Giovanna não acredita que a polarização política mine as fundações da comensalidade – o conceito de comer juntos, inclusive com pessoas que pensam de maneira diferente. “Prefiro seguir aquele ditado que diz que se tem dez pessoas numa mesa e um nazista chega e ninguém se levanta, então existem onze nazista. Quero compartilhar com pessoas que busquem a melhor versão de si mesmas, não a pior”, diz.

A ideia é compartilhada pela jornalista gastronômica Flávia Schiochet, criadora da Fogo Baixo, newsletter de reflexões lentas sobre alimentação, culinária e gastronomia. Ela considera a mesa o lugar da comunhão, mas não do perdão.

“O perdão vem antes. Você comunga com quem você quer e partilha alguma coisa. Você sabe com quem vai se sentar à mesa e as regras daquele grupo, sociedade ou família já são postas”, afirma Flávia.

Segundo ela, há diferenças toleráveis – como a escolha do restaurante ou do cardápio -, mas se as desavenças políticas invadiram a alimentação é um sinal de que as coisas não vão tão bem. “A mesa não é apaziguadora, é um palco também”, resume.

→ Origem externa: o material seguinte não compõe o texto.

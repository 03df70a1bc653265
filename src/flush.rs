//! Outbound flush: moves serialized bytes from the engine to the transport.

use crate::engine::{CodecEngine, EngineCallbacks};
use crate::error::{Result, SessionError};
use crate::host::{EventLoop, TickId, Transport};

#[derive(Debug, Clone, Copy, PartialEq, Eq)]
enum FlushState {
    /// Registered with the event loop, flushing once per tick
    Active(TickId),
    /// Tick closed, waiting for the loop's close notification
    Closing,
    Closed,
}

/// Per-tick flush registration of one session.
#[derive(Debug)]
pub(crate) struct FlushDriver {
    state: FlushState,
}

impl FlushDriver {
    pub(crate) fn start(event_loop: &mut dyn EventLoop) -> Self {
        Self {
            state: FlushState::Active(event_loop.start_tick()),
        }
    }

    pub(crate) fn is_active(&self) -> bool {
        matches!(self.state, FlushState::Active(_))
    }

    /// Close the tick. Returns false if it was not active.
    pub(crate) fn stop(&mut self, event_loop: &mut dyn EventLoop) -> bool {
        match self.state {
            FlushState::Active(id) => {
                event_loop.close_tick(id);
                self.state = FlushState::Closing;
                true
            }
            _ => false,
        }
    }

    /// Acknowledge the loop's close notification. Returns true exactly once.
    pub(crate) fn finish(&mut self) -> bool {
        if self.state == FlushState::Closing {
            self.state = FlushState::Closed;
            true
        } else {
            false
        }
    }
}

/// Pull everything the engine has to send and hand it to the transport in
/// segments of at most one send buffer each.
///
/// A single pull larger than the space left in the current buffer is split
/// across buffers. The last, partially filled buffer is always sent, even
/// when empty. Returns the number of bytes forwarded.
pub(crate) fn send_pending_data<E: CodecEngine, T: Transport>(
    engine: &mut E,
    callbacks: &mut dyn EngineCallbacks,
    transport: &mut T,
    buffer_size: usize,
) -> Result<usize> {
    let mut current = transport.allocate_send_buffer(buffer_size);
    let mut limit = current.capacity();
    if limit == 0 {
        return Err(SessionError::EmptySendBuffer);
    }
    let mut total = 0;

    loop {
        let mut data = engine.mem_send(callbacks)?;
        if data.is_empty() {
            break;
        }
        while !data.is_empty() {
            let remaining = limit - current.len();
            if data.len() <= remaining {
                current.extend_from_slice(data);
                total += data.len();
                break;
            }
            // Fill what fits, tear the buffer off and keep going.
            current.extend_from_slice(&data[..remaining]);
            total += remaining;
            data = &data[remaining..];
            transport.send(current);
            current = transport.allocate_send_buffer(buffer_size);
            limit = current.capacity();
            if limit == 0 {
                return Err(SessionError::EmptySendBuffer);
            }
        }
    }

    tracing::trace!("flushed {} bytes", total);
    transport.send(current);
    Ok(total)
}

O atual cenário não se materializou repentinamente em 2018 com a eleição de Bolsonaro à presidência, mas floresceu após uma semeadura de vários anos que Flávia faz remontar ao segundo governo de Dilma Rousseff.

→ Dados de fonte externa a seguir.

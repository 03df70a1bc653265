//! h2-mux: HTTP/2 session and stream multiplexing above a codec engine
//!
//! This crate sits between a wire-level HTTP/2 codec engine (framing, HPACK,
//! flow-control accounting) and an application binding. It keeps one
//! [`Session`] per connection with a registry of [`Stream`]s, turns engine
//! callbacks into host events, queues outbound body bytes per stream and
//! flushes serialized output to a [`Transport`].
//!
//! # Features
//!
//! - **Sans-I/O Design**: bytes go in through [`Session::write`] and come
//!   out through [`Transport::send`]; the event loop only drives ticks
//! - **Engine Agnostic**: any engine implementing [`CodecEngine`]
//! - **Write Queues**: per-stream FIFO of buffers with completion callbacks
//! - **Read Pausing**: [`StreamHandle::read_stop`] closes the receive window
//!   and [`StreamHandle::read_start`] restores it
//! - **Pooling**: streams, data chunks and header lists are recycled through
//!   bounded free lists
//!
//! # Quick Start
//!
//! ```rust
//! use bytes::{Bytes, BytesMut};
//! use h2_mux::{
//!     DataChunk, EventLoop, HeaderField, HeadersCategory, Role, Session, SessionConfig, SessionHandler, Stream,
//!     TickId, Transport,
//! };
//! # use h2_mux::{
//! #     flags, CallbackError, CallbackSet, CodecEngine, EngineCallbacks, EngineError, Frame, PrioritySpec,
//! #     SettingsEntry, StreamId,
//! # };
//! #
//! # // Reports every received buffer as a GET on stream 1 and never has output.
//! # struct ToyEngine;
//! #
//! # impl CodecEngine for ToyEngine {
//! #     type Options = ();
//! #     fn new(_: Role, _: CallbackSet, _: ()) -> Result<Self, EngineError> { Ok(ToyEngine) }
//! #     fn mem_recv(&mut self, data: &[u8], cb: &mut dyn EngineCallbacks) -> Result<usize, EngineError> {
//! #         let fail = |err: CallbackError| EngineError::callback_failure(&err);
//! #         let frame = Frame::headers(1, flags::END_HEADERS | flags::END_STREAM, HeadersCategory::Request);
//! #         cb.on_begin_headers(&frame).map_err(fail)?;
//! #         cb.on_header(&frame, Bytes::from_static(b":method"), Bytes::from_static(b"GET"), 0).map_err(fail)?;
//! #         cb.on_frame_recv(&frame).map_err(fail)?;
//! #         Ok(data.len())
//! #     }
//! #     fn mem_send(&mut self, _: &mut dyn EngineCallbacks) -> Result<&[u8], EngineError> { Ok(&[][..]) }
//! #     fn submit_settings(&mut self, _: &[SettingsEntry]) -> Result<(), EngineError> { Ok(()) }
//! #     fn submit_request(&mut self, _: Option<&PrioritySpec>, _: &[HeaderField], _: bool) -> Result<StreamId, EngineError> { Ok(1) }
//! #     fn submit_response(&mut self, _: StreamId, _: &[HeaderField], _: bool) -> Result<(), EngineError> { Ok(()) }
//! #     fn submit_headers(&mut self, _: StreamId, _: &[HeaderField]) -> Result<(), EngineError> { Ok(()) }
//! #     fn submit_push_promise(&mut self, _: StreamId, _: &[HeaderField]) -> Result<StreamId, EngineError> { Ok(2) }
//! #     fn submit_rst_stream(&mut self, _: StreamId, _: u32) -> Result<(), EngineError> { Ok(()) }
//! #     fn submit_priority(&mut self, _: StreamId, _: &PrioritySpec) -> Result<(), EngineError> { Ok(()) }
//! #     fn change_stream_priority(&mut self, _: StreamId, _: &PrioritySpec) -> Result<(), EngineError> { Ok(()) }
//! #     fn submit_shutdown_notice(&mut self) -> Result<(), EngineError> { Ok(()) }
//! #     fn resume_data(&mut self, _: StreamId) -> Result<(), EngineError> { Ok(()) }
//! #     fn stream_local_window_size(&self, _: StreamId) -> Option<i32> { None }
//! #     fn set_local_window_size(&mut self, _: StreamId, _: i32) -> Result<(), EngineError> { Ok(()) }
//! #     fn terminate_session(&mut self, _: u32) -> Result<(), EngineError> { Ok(()) }
//! # }
//!
//! #[derive(Default)]
//! struct Requests(Vec<(i32, Vec<HeaderField>)>);
//!
//! impl SessionHandler for Requests {
//!     fn on_headers(&mut self, stream: &Stream, headers: &[HeaderField], _: HeadersCategory, _: u8) {
//!         self.0.push((stream.id(), headers.to_vec()));
//!     }
//!
//!     fn on_data(&mut self, _: &Stream, _: &[DataChunk], _: u8) {}
//! }
//!
//! struct Socket;
//!
//! impl Transport for Socket {
//!     fn send(&mut self, _segment: BytesMut) {}
//! }
//!
//! struct Loop;
//!
//! impl EventLoop for Loop {
//!     fn start_tick(&mut self) -> TickId {
//!         TickId(1)
//!     }
//!
//!     fn close_tick(&mut self, _: TickId) {}
//! }
//!
//! let mut session = Session::<ToyEngine, _, _>::initialize(
//!     &mut Loop,
//!     Role::Server,
//!     SessionConfig::default(),
//!     (),
//!     Requests::default(),
//!     Socket,
//! )?;
//!
//! // Bytes read from the socket
//! session.write(&[b"request bytes".as_slice()])?;
//! assert_eq!(session.handler().0[0].0, 1);
//!
//! // Answer stream 1 with a body
//! if let Some(mut stream) = session.stream(1) {
//!     stream.submit_response(&[HeaderField::new(":status", "200")], false)?;
//!     stream.write(vec![Bytes::from_static(b"hello")], |status| println!("sent: {:?}", status))?;
//!     stream.shutdown()?;
//! }
//! session.tick()?;
//! # Ok::<(), h2_mux::SessionError>(())
//! ```
//!
//! # Architecture
//!
//! This crate is intentionally layered. It provides:
//! - Stream registry and lifecycle
//! - Inbound header and data accumulation
//! - Outbound write queues and send buffer segmentation
//!
//! It does NOT provide:
//! - Frame parsing or HPACK (the engine's job)
//! - Sockets or TLS (you provide the bytes)
//! - An event loop (you call [`Session::tick`])

pub mod config;
pub mod engine;
pub mod error;
mod flush;
pub mod frame;
pub mod header;
pub mod host;
pub mod pool;
pub mod session;
pub mod settings;
pub mod stream;

pub use config::{PaddingStrategy, SessionConfig, SEND_BUFFER_RECOMMENDED_SIZE};
pub use engine::{CallbackSet, CodecEngine, DataRead, EngineCallbacks, Role};
pub use error::{CallbackError, EngineError, Result, SessionError, WriteError};
pub use frame::{
    error_code, flags, frame_type, Frame, FrameHeader, FrameKind, HeadersCategory, PrioritySpec, StreamId,
};
pub use header::{HeaderField, HeaderList};
pub use host::{EventLoop, SessionHandler, TickId, Transport};
pub use pool::{Pool, Recycle, FREELIST_MAX};
pub use session::{PoolStats, Session};
pub use settings::{settings_id, Settings, SettingsEntry};
pub use stream::{stream_flags, DataChunk, Stream, StreamHandle, WriteCallback};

Ironicamente, numa das mais famosas referências gastronômicas na política, apoiadores e contrários da presidente eram apelidados de “mortadela” e “coxinha”.

Na época, o premiado chef Alex Atala, do D.O.M., sinalizou apoio ao impeachment e, quando a Lava Jato decretou a condução coercitiva do ex-presidente Luiz Inácio Lula da Silva para depor na Polícia Federal, restaurantes curitibanos como Taisho e Karbonell ofereceram promoções na porção de lula frita.

A partir daí, a gastronomia se politizou cada vez mais. As chefs Rita Lobo e Paola Carosella também costumam fazer posts de cunho político e partidário e, recentemente, quando Bolsonaro organizou uma motociata no Rio de Janeiro, a premiada chef Roberta Sudbrack suspendeu as entregas de seu restaurante para protestar contra o ato.

Valduga volta ainda mais no tempo e lembra que as cafeterias renascentistas italianas já eram divididas politicamente. No Brasil, durante a Segunda Guerra Mundial, os imigrantes italianos, japoneses e alemães sofriam perseguição e deixaram de frequentar os espaços públicos. Cenário parecido se repetiu durante a ditadura militar com a repressão à esquerda. Com a redemocratização, as diferenças políticas e partidárias aos poucos se diluíram.

Para o dono do restaurante Petrisserie e colunista do Plural, Felipe Petri, a política é uma forma de transgressão e criatividade que entrou na gastronomia a partir do século 18, quando, em Paris, surgiram os primeiros restaurantes desvinculados do conceito de hospedagem. Foi um ponto de virada que transformou o restaurante de um lugar onde satisfazer apenas uma necessidade vital para um espaço de fruição vital e criativa.

“De um lado, a criatividade de quem cria, e do outro a fruição da vida naquele que consome. Em ambos os casos, essa transgressão faz tangenciar novos planos de experiência para além do simples fato de alimentar-se. Por conta disso, quem tem a veia política saltada, não escapa de colocá-la para fora hoje em dia. O ambiente é mais do que propício. Seja de um lado ou do outro”, avalia.